Прежде чем стать драматургом, Михаил Дурненков успел побыть сторожем, журналистом и инженером, работал на «АвтоВАЗе», начал писать пьесы, стал частью зарождающейся в нулевые «новой драмы», окончил мастерскую Арабова во ВГИКе. Сегодня он обладатель «Золотой маски», автор почти четырех десятков пьес, а его работы переведены семь языков, среди которых даже турецкий и кастильский. В самой свежей премьере Юрия Бутусова в Москве, Дурненков переосмыслил и переписал текст «Ревизора». В спектакле заняты Марьяна Спивак из «Нелюбви» Звягинцева, Тимофей Трибунцев в роли Городничего и Константин Райкин в роли Хлестакова — получился серьезный и честный разговор о российской действительности.

 — В релизе «Сатирикона» написали, что драматург Михаил Дурненков написал пьесу прямо «под ноги» репетирующим артистам. Это как?

 — Давай я тебе просто расскажу историю этой всей вещи? Вообще, конечно, это очень странно считать себя автором, когда получается, что мы все авторы. И я, и Бутусов, и Райкин, и Трибунцев, и художник Обрезков, и…

— Много авторов — это всегда проблема.

— Не в этом дело. Просто ты не можешь отделить свою работу от всей остальной и сказать: «Знаете, ребята, без меня это…» Наверное, и без меня они бы сделали этот спектакль, потому что первый раз они встретились в марте, а я примкнул к ним в конце июня.
— Что они делали в марте?

— Пытались раскачать пьесу Гоголя «Ревизор». Но через какое‑то время Бутусов загрустил. Сперва он поменял ролями актеров: сначала Райкин должен был быть городничим, а Трибунцев — Хлестаковым. И Бутусов понял, что это уже настолько 1018-я постановка Гоголя, что надо с этим что‑то делать. Но ситуация все равно не поменялась. Потому что это Чехова можно ставить как угодно, а «Ревизора» как угодно не поставишь. Это комедия, она привязана к юмору, юмор — к ситуации, а ситуация — к словам… Все это уже было много раз сыграно, и сыграть по-другому как будто бы невозможно. На репетициях обращались к опыту Мейерхольда, который делал довольно жутковатый спектакль в свое время (в 1926 году в ТИМе. — Прим. ред.). И это тоже в каком‑то смысле уже было. Тогда Бутусов сказал: «Надо взломать ситуацию, найти другой способ». Когда я пришел, мы еще какое‑то время размышляли, как поменять характеры, чтобы постановка не была просто очередным прочтением.

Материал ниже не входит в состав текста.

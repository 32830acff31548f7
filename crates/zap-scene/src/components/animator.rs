// Node animators: tweens with easing curves, plus sequence/parallel groups.
//
// An animator lives in its node's slot and is ticked by Scene::update with
// mutable access to the whole graph, so it may also restructure the tree;
// such changes are staged until the traversal lock is released.

use std::f32::consts::PI;
use std::fmt::Debug;

use glam::Vec2;

use crate::api::types::NodeId;
use crate::core::graph::NodeGraph;

/// Per-node behaviour advanced once per update.
pub trait Animator: Debug {
    /// Advance by `delta` seconds, acting on `node`.
    fn update(&mut self, node: NodeId, graph: &mut NodeGraph, delta: f32);

    /// A finished animator is dropped from its node.
    fn is_done(&self) -> bool {
        false
    }

    /// Seconds for one pass; `None` when unbounded.
    fn length(&self) -> Option<f32> {
        None
    }
}

/// Easing curve applied to normalized time.
#[derive(Debug, Clone, Copy, PartialEq, Eq, Default)]
pub enum Easing {
    #[default]
    Linear,
    QuadIn,
    QuadOut,
    QuadInOut,
    CubicIn,
    CubicOut,
    CubicInOut,
    SineIn,
    SineOut,
    SineInOut,
    BackIn,
    BackOut,
    BounceOut,
    ElasticOut,
}

impl Easing {
    /// Map `t` in [0, 1] to eased progress. Back and elastic overshoot.
    pub fn apply(self, t: f32) -> f32 {
        const BACK: f32 = 1.70158;
        let t = t.clamp(0.0, 1.0);
        let in_out = |f: fn(f32) -> f32| {
            if t < 0.5 {
                f(2.0 * t) / 2.0
            } else {
                1.0 - f(2.0 - 2.0 * t) / 2.0
            }
        };
        match self {
            Easing::Linear => t,
            Easing::QuadIn => t * t,
            Easing::QuadOut => 1.0 - (1.0 - t).powi(2),
            Easing::QuadInOut => in_out(|x| x * x),
            Easing::CubicIn => t.powi(3),
            Easing::CubicOut => 1.0 - (1.0 - t).powi(3),
            Easing::CubicInOut => in_out(|x| x * x * x),
            Easing::SineIn => 1.0 - (t * PI / 2.0).cos(),
            Easing::SineOut => (t * PI / 2.0).sin(),
            Easing::SineInOut => (1.0 - (PI * t).cos()) / 2.0,
            Easing::BackIn => (BACK + 1.0) * t.powi(3) - BACK * t * t,
            Easing::BackOut => 1.0 + (BACK + 1.0) * (t - 1.0).powi(3) + BACK * (t - 1.0).powi(2),
            Easing::BounceOut => bounce_out(t),
            Easing::ElasticOut => {
                if t == 0.0 || t == 1.0 {
                    t
                } else {
                    2.0_f32.powf(-10.0 * t) * ((t * 10.0 - 0.75) * (2.0 * PI / 3.0)).sin() + 1.0
                }
            }
        }
    }

    pub fn interpolate(self, from: f32, to: f32, t: f32) -> f32 {
        from + (to - from) * self.apply(t)
    }

    pub fn interpolate_vec2(self, from: Vec2, to: Vec2, t: f32) -> Vec2 {
        from + (to - from) * self.apply(t)
    }
}

fn bounce_out(t: f32) -> f32 {
    const N: f32 = 7.5625;
    const D: f32 = 2.75;
    let (shift, offset) = if t < 1.0 / D {
        (0.0, 0.0)
    } else if t < 2.0 / D {
        (1.5, 0.75)
    } else if t < 2.5 / D {
        (2.25, 0.9375)
    } else {
        (2.625, 0.984375)
    };
    let t = t - shift / D;
    N * t * t + offset
}

/// Node property a tween drives.
#[derive(Debug, Clone, Copy, PartialEq)]
pub enum TweenTarget {
    Position { from: Vec2, to: Vec2 },
    Rotation { from: f32, to: f32 },
    Scale { from: Vec2, to: Vec2 },
    Opacity { from: f32, to: f32 },
}

#[derive(Debug, Clone, Copy, PartialEq, Eq, Default)]
pub enum TweenLoop {
    /// Play once, then finish.
    #[default]
    Once,
    /// Restart from the beginning.
    Loop,
    /// Reverse direction at each end.
    PingPong,
}

#[derive(Debug, Clone)]
pub struct Tween {
    pub target: TweenTarget,
    /// Seconds.
    pub duration: f32,
    pub elapsed: f32,
    pub easing: Easing,
    pub loop_mode: TweenLoop,
    pub playing: bool,
    forward: bool,
    done: bool,
}

impl Tween {
    pub fn new(target: TweenTarget, duration: f32, easing: Easing) -> Self {
        Self {
            target,
            duration,
            elapsed: 0.0,
            easing,
            loop_mode: TweenLoop::Once,
            playing: true,
            forward: true,
            done: false,
        }
    }

    pub fn move_to(from: Vec2, to: Vec2, duration: f32, easing: Easing) -> Self {
        Self::new(TweenTarget::Position { from, to }, duration, easing)
    }

    pub fn rotate(from: f32, to: f32, duration: f32, easing: Easing) -> Self {
        Self::new(TweenTarget::Rotation { from, to }, duration, easing)
    }

    pub fn scale(from: Vec2, to: Vec2, duration: f32, easing: Easing) -> Self {
        Self::new(TweenTarget::Scale { from, to }, duration, easing)
    }

    pub fn fade(from: f32, to: f32, duration: f32, easing: Easing) -> Self {
        Self::new(TweenTarget::Opacity { from, to }, duration, easing)
    }

    pub fn with_loop(mut self, mode: TweenLoop) -> Self {
        self.loop_mode = mode;
        self
    }

    pub fn paused(mut self) -> Self {
        self.playing = false;
        self
    }

    /// Normalized progress in [0, 1], ignoring direction.
    pub fn progress(&self) -> f32 {
        if self.duration <= 0.0 {
            1.0
        } else {
            (self.elapsed / self.duration).clamp(0.0, 1.0)
        }
    }

    fn apply(&self, node: NodeId, graph: &mut NodeGraph) {
        let progress = self.progress();
        let t = if self.forward { progress } else { 1.0 - progress };
        let Some(node) = graph.node_mut(node) else {
            return;
        };
        match self.target {
            TweenTarget::Position { from, to } => node.set_position(self.easing.interpolate_vec2(from, to, t)),
            TweenTarget::Rotation { from, to } => node.set_rotation(self.easing.interpolate(from, to, t)),
            TweenTarget::Scale { from, to } => node.set_scale(self.easing.interpolate_vec2(from, to, t)),
            TweenTarget::Opacity { from, to } => node.set_opacity(self.easing.interpolate(from, to, t)),
        }
    }
}

impl Animator for Tween {
    fn update(&mut self, node: NodeId, graph: &mut NodeGraph, delta: f32) {
        if !self.playing || self.done {
            return;
        }
        self.elapsed += delta;
        self.apply(node, graph);

        if self.elapsed >= self.duration {
            match self.loop_mode {
                TweenLoop::Once => self.done = true,
                TweenLoop::Loop => self.elapsed = 0.0,
                TweenLoop::PingPong => {
                    self.elapsed = 0.0;
                    self.forward = !self.forward;
                }
            }
        }
    }

    fn is_done(&self) -> bool {
        self.done
    }

    fn length(&self) -> Option<f32> {
        (self.loop_mode == TweenLoop::Once).then_some(self.duration)
    }
}

/// Runs animators one after another.
#[derive(Debug, Default)]
pub struct Sequence {
    animators: Vec<Box<dyn Animator>>,
    current: usize,
}

impl Sequence {
    pub fn new(animators: Vec<Box<dyn Animator>>) -> Self {
        Self { animators, current: 0 }
    }

    pub fn then(mut self, animator: impl Animator + 'static) -> Self {
        self.animators.push(Box::new(animator));
        self
    }
}

impl Animator for Sequence {
    fn update(&mut self, node: NodeId, graph: &mut NodeGraph, delta: f32) {
        if let Some(animator) = self.animators.get_mut(self.current) {
            animator.update(node, graph, delta);
            // the next step starts on the following update
            if animator.is_done() {
                self.current += 1;
            }
        }
    }

    fn is_done(&self) -> bool {
        self.current >= self.animators.len()
    }

    fn length(&self) -> Option<f32> {
        self.animators.iter().map(|a| a.length()).sum()
    }
}

/// Runs animators side by side until all of them finish.
#[derive(Debug, Default)]
pub struct Parallel {
    animators: Vec<Box<dyn Animator>>,
}

impl Parallel {
    pub fn new(animators: Vec<Box<dyn Animator>>) -> Self {
        Self { animators }
    }

    pub fn with(mut self, animator: impl Animator + 'static) -> Self {
        self.animators.push(Box::new(animator));
        self
    }
}

impl Animator for Parallel {
    fn update(&mut self, node: NodeId, graph: &mut NodeGraph, delta: f32) {
        for animator in self.animators.iter_mut().filter(|a| !a.is_done()) {
            animator.update(node, graph, delta);
        }
    }

    fn is_done(&self) -> bool {
        self.animators.iter().all(|a| a.is_done())
    }

    fn length(&self) -> Option<f32> {
        self.animators
            .iter()
            .map(|a| a.length())
            .try_fold(0.0_f32, |longest, l| l.map(|l| longest.max(l)))
    }
}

— А в чем проблема с очередной трактовкой?

— Из‑за этих многочисленных прочтений пьеса перестала работать.
Где бы «Ревизор» ни был поставлен, он превращался в безобидную и беззубую историю про милых смешных чиновников.
Какое‑то время мы пытались жить как‑то в этой канве, а потом начали глобально менять ситуацию. Мы разговаривали, потом я шел писать сцену, приносил, мы пробовали. И когда чувствовали, что опять выходит хорошо знакомый Гоголь, мы делали шаг назад.

— И дошли до того, что даже борзых щенков у вас не осталось!

— Упоминаются борзые щенки, почему! Там есть такая фраза: «Любите вы охоту, берете взятки борзыми щенками — ну и берите свои взятки, владейте дворцами и землями, главное, не останавливайте нас на улице, не присылайте повесток.
Потому что сегодня, если к тебе на улице подойдет полицейский, это и есть самое пренеприятное известие».

Конечно, остались отсылки к Гоголю, система персонажей, но поменялись смыслы. Появилась эмоция, которая связана с сегодняшним днем, потому что отправная точка нашего спектакля — это как нам жить с тем, что у нас есть, как не сделать комедию о том, что вообще не смешно уже совсем. Мы разъехались на лето, и я написал первую сцену, где Трибунцев рассказывает про маму, у которой ковид, а врачи не едут. Эта сцена — про бессилие. И это была какая‑то важная эмоция.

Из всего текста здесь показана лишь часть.